Otonom Sürücüsüz Araç Nedir ?

Otonom Sürücüsüz Araç Nedir ? Sürücüsüz Araç nasıl çalışır ? Sürücüsüz Araçlar nasıl öğreniyor ? Sürücüsüz Aracın Donanımsal Özellikleri nelerdir ?

Otonom Sürücüsüz Araç Nedir ?

Sürücüsüz arabalar olarak da bilinen otonom arabalar, çevresini algılamak için sahip olduğu çeşitli sensörler ile insan müdahalesine gerek duymadan özerk bir şekilde hareket etme kabiliyetine sahip otomobillere verilen genel isimdir.

Sürücüsüz arabaların şehir ve şehirlerarası yollarda dolaşımı yavaş yavaş insanların yerini almasına az kaldı. Kargo taşıyan kamyonların bile bağlantılı sistemler ve otonom araç altyapısıyla bir yerden bir yere teslimat yapma testleri de oldukça umut verici görünüyor. Bu noktada artık insanlığın düşüneceği tek şey yine kendi güvenliğini sağlamak olacak. Ancak bu da otonom arabalarda birçok geliştirmenin yapılmasını mecbur kılıyor.

Bugün, sürçüsüz araç dendiğinde akla gelen önemli üretici firmalar var; Ford, GM, Tesla, Lyft ve Google bunların başta gelenleri. Bu firmaların hesaplarına ve ön görülerine göre, Sadece ABD’de 2030 yılına kadar yollarda olacak otonom araba sayısı sürücülü arabalardan yüzde 60 kadar fazla olacak ki, bu da hafife alınacak bir durum değil. Bu yüzden güvenlik ön planda geliyor. Otonom arabaların geleneksel sürücülü arabalardan daha güvenli olabilmeleri için farklı platformlarda geliştirmeler yapılıyor. Yukarıda saydığım firmaların AR-GE grupları sadece bu konuda çalışmalar yapıyorlar.

Sürücüsüz Aracın Donanımsal Özellikleri

1) Radar

Yakın objeleri algılamak için radarlar biçilmiş kaftan. Arka tampondaki kaza önleyici sistemler aracın kör noktasında obje algıladığında alarm sinyali veriyor.
2) Şerit takip sistemi
Ön cama monte edilmiş kameralar yol yüzeyi, yol kenarları ve şeritler arasındaki kontrastı algılayıp şeritleri tanımak üzere tasarlanıyor.
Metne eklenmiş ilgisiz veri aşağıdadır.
//! Connection lifecycle state machine.
//!
//! The controller owns the connect deadline and the room/match gate. It does
//! no I/O: each operation returns a [`ConnectionTransition`] telling the
//! session whether the transport must be opened or torn down.

use crate::timer::OneShotTimer;
use derive_getters::Getters;
use infinite_tictactoe::Player;
use serde::Serialize;
use std::time::Duration;
use strum::Display;
use tokio::time::Instant;
use tracing::{debug, info, instrument, warn};

/// Stored when the connect deadline fires.
pub const DEADLINE_MESSAGE: &str = "The server did not respond in time. Please try again.";

/// Transport connection state.
#[derive(Debug, Clone, Copy, Default, PartialEq, Eq, Hash, Display, Serialize)]
pub enum ConnectionState {
    /// No session.
    #[default]
    Disconnected,
    /// Transport opening, deadline armed.
    Connecting,
    /// Namespace connected.
    Connected,
    /// All connection attempts failed.
    Errored,
    /// The connect deadline fired first.
    TimedOut,
}

/// What the session must do with the transport after a controller step.
#[derive(Debug, Clone, Copy, PartialEq, Eq)]
pub enum ConnectionTransition {
    /// Nothing.
    Stay,
    /// Open a new transport.
    Open,
    /// Tear the transport down.
    TearDown,
}

/// Category of a failed connection, picked by message content.
#[derive(Debug, Clone, Copy, PartialEq, Eq, Display)]
pub enum ConnectFailure {
    /// DNS failure or HTTP 404.
    NotFound,
    /// The transport gave up waiting.
    Timeout,
    /// Anything else.
    Generic,
}

impl ConnectFailure {
    const NOT_FOUND_PATTERNS: &'static [&'static str] = &[
        "404",
        "not found",
        "enotfound",
        "dns",
        "failed to lookup address",
    ];
    const TIMEOUT_PATTERNS: &'static [&'static str] = &["timeout", "timed out"];

    /// Classifies a transport error message, ignoring case.
    pub fn classify(message: &str) -> Self {
        let lower = message.to_lowercase();
        if Self::NOT_FOUND_PATTERNS.iter().any(|p| lower.contains(p)) {
            Self::NotFound
        } else if Self::TIMEOUT_PATTERNS.iter().any(|p| lower.contains(p)) {
            Self::Timeout
        } else {
            Self::Generic
        }
    }

    /// User-facing text for this failure.
    pub fn user_message(self, raw: &str) -> String {
        match self {
            Self::NotFound => "Server not found. Check the server address and try again.".to_string(),
            Self::Timeout => {
                "Connection timed out. The server may be busy, please try again.".to_string()
            }
            Self::Generic => format!("Could not connect to the server: {}", raw),
        }
    }
}

/// Drives [`ConnectionState`] and gates round creation.
#[derive(Debug, Getters)]
pub struct SessionController {
    /// Current connection state.
    state: ConnectionState,
    /// Local seat from `room_joined`.
    assignment: Option<Player>,
    /// User-facing error for `Errored` and `TimedOut`.
    error: Option<String>,
    #[getter(skip)]
    deadline: OneShotTimer,
    #[getter(skip)]
    connect_deadline: Duration,
}

impl SessionController {
    /// Creates a disconnected controller.
    pub fn new(connect_deadline: Duration) -> Self {
        Self {
            state: ConnectionState::Disconnected,
            assignment: None,
            error: None,
            deadline: OneShotTimer::new(),
            connect_deadline,
        }
    }

    /// Starts networked play. Ignored while a session is already live.
    #[instrument(skip(self), fields(state = %self.state))]
    pub fn request_connect(&mut self, now: Instant) -> ConnectionTransition {
        if matches!(
            self.state,
            ConnectionState::Connecting | ConnectionState::Connected
        ) {
            debug!("Connect requested while a session is live, ignoring");
            return ConnectionTransition::Stay;
        }

        info!("Connecting");
        self.state = ConnectionState::Connecting;
        self.assignment = None;
        self.error = None;
        self.deadline.arm(now, self.connect_deadline);
        ConnectionTransition::Open
    }

    /// The transport joined the namespace.
    #[instrument(skip(self), fields(state = %self.state))]
    pub fn on_connected(&mut self) -> ConnectionTransition {
        if self.state != ConnectionState::Connecting {
            debug!("Late connected signal, ignoring");
            return ConnectionTransition::Stay;
        }

        self.deadline.cancel();
        self.state = ConnectionState::Connected;
        info!("Connected");
        ConnectionTransition::Stay
    }

    /// The transport gave up connecting.
    #[instrument(skip(self), fields(state = %self.state))]
    pub fn on_connect_error(&mut self, message: &str) -> ConnectionTransition {
        match self.state {
            ConnectionState::Connecting => {
                self.deadline.cancel();
                let failure = ConnectFailure::classify(message);
                warn!(%failure, message, "Connection failed");
                self.error = Some(failure.user_message(message));
                self.state = ConnectionState::Errored;
                ConnectionTransition::TearDown
            }
            ConnectionState::Connected => {
                warn!(message, "Connect error after connecting, ignoring");
                ConnectionTransition::Stay
            }
            _ => {
                debug!(message, "Stray connect error");
                ConnectionTransition::Stay
            }
        }
    }

    /// Checks the connect deadline.
    pub fn on_deadline(&mut self, now: Instant) -> ConnectionTransition {
        if !self.deadline.fire_if_due(now) || self.state != ConnectionState::Connecting {
            return ConnectionTransition::Stay;
        }

        warn!("Connect deadline exceeded");
        self.state = ConnectionState::TimedOut;
        self.error = Some(DEADLINE_MESSAGE.to_string());
        ConnectionTransition::TearDown
    }

    /// Records the local seat from a 1-indexed player slot.
    #[instrument(skip(self))]
    pub fn on_room_joined(&mut self, slot: u8) -> Option<Player> {
        if self.state != ConnectionState::Connected {
            debug!("room_joined outside a connection, ignoring");
            return None;
        }

        match Player::from_slot(slot) {
            Some(player) => {
                info!(%player, "Joined room");
                self.assignment = Some(player);
                Some(player)
            }
            None => {
                warn!(slot, "Invalid player slot");
                None
            }
        }
    }

    /// Returns the seat a new round should be created with, if the match
    /// can start.
    #[instrument(skip(self))]
    pub fn on_game_start(&self) -> Option<Player> {
        if self.state != ConnectionState::Connected {
            debug!(state = %self.state, "game_start outside a connection, ignoring");
            return None;
        }
        if self.assignment.is_none() {
            warn!("game_start before room_joined, ignoring");
        }
        self.assignment
    }

    /// Adopts a new seat after a rematch swapped sides.
    pub fn reassign(&mut self, player: Player) {
        self.assignment = Some(player);
    }

    /// Ends the session from any state.
    #[instrument(skip(self), fields(state = %self.state))]
    pub fn quit(&mut self) -> ConnectionTransition {
        let was = std::mem::take(&mut self.state);
        self.deadline.cancel();
        self.assignment = None;
        self.error = None;

        match was {
            ConnectionState::Connecting | ConnectionState::Connected => {
                info!("Session quit");
                ConnectionTransition::TearDown
            }
            _ => ConnectionTransition::Stay,
        }
    }

    /// Pending connect deadline.
    pub fn next_deadline(&self) -> Option<Instant> {
        self.deadline.deadline()
    }
}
Eğer araç kendi şeridini siz farkında olmadan terkederse, direksiyona gönderilen kısa süreli titreşimler sürücüyü uyarıyor.
3) Lidar
Özellikle Google’ın aracında kullanılan Velodyne araç üstü Lidar sistemi 64 lazerin 900 rpm (rotation per minute, dönme sayısı/dakika) ile araca 360-derecelik bir nokta bulutu görüntüsü sağlıyor.
4) Kızılötesi Kamera
Gece görüşü sistemleri gözle görünmeyen ve yansımayan kızılötesi ışıkları yola yönlendiriyor. Ön cama monte edilmiş alıcılar ise bu ışığı algılayıp araç içi ekrana tespit edilmiş, olası objeleri yansıtıyor.
5) Stereo Kameralar
Ön cama monte edilmiş kameralar sayesinde aracın önündeki yolun gerçek zamanlı 3 boyutlu görüntüleri çıkarılabiliyor, bu sayede yayaların konum ve hızlarından yola çıkarak, gelecekte (birkaç saniye) nerede olabilecekleri tahmin ediliyor ve araçla çarpışmalarının önüne geçilmiş olunuyor.
6) GPS/Atalet Ölçüm Ünitesi
Araç nereye gideceği ve nerede bulunduğu bilgisini bu sensörler sayesinde biliyor.
7) Tekerlek Kodlayıcıları
Tekerleklere monte edilmiş sensörler sayesinde aracın hızı ölçülebiliyor.

Sensörler

Sürücüsüz arabalar bulundukları ortamın farkındalığını kazanabilmek için gerçekten insanüstü güçlerle donatılıyorlar. Bu özelliklerin en başında üstün sensörler tasarlamak geliyor. Sürücüsüz araçlar, bu sensörler sayesinde kesintisiz sürüş kabiliyetine sahip oluyorlar.

Araba kullanan bir insanın sürekli kullandığı duyuları görme, işitme, bazen gerektiği noktalarda dokunma olarak sınırlı. Bunlarda kademeli olarak ya da aynı anda çalışarak bir arabayı kontrol edebilmemize yardımcı oluyorlar.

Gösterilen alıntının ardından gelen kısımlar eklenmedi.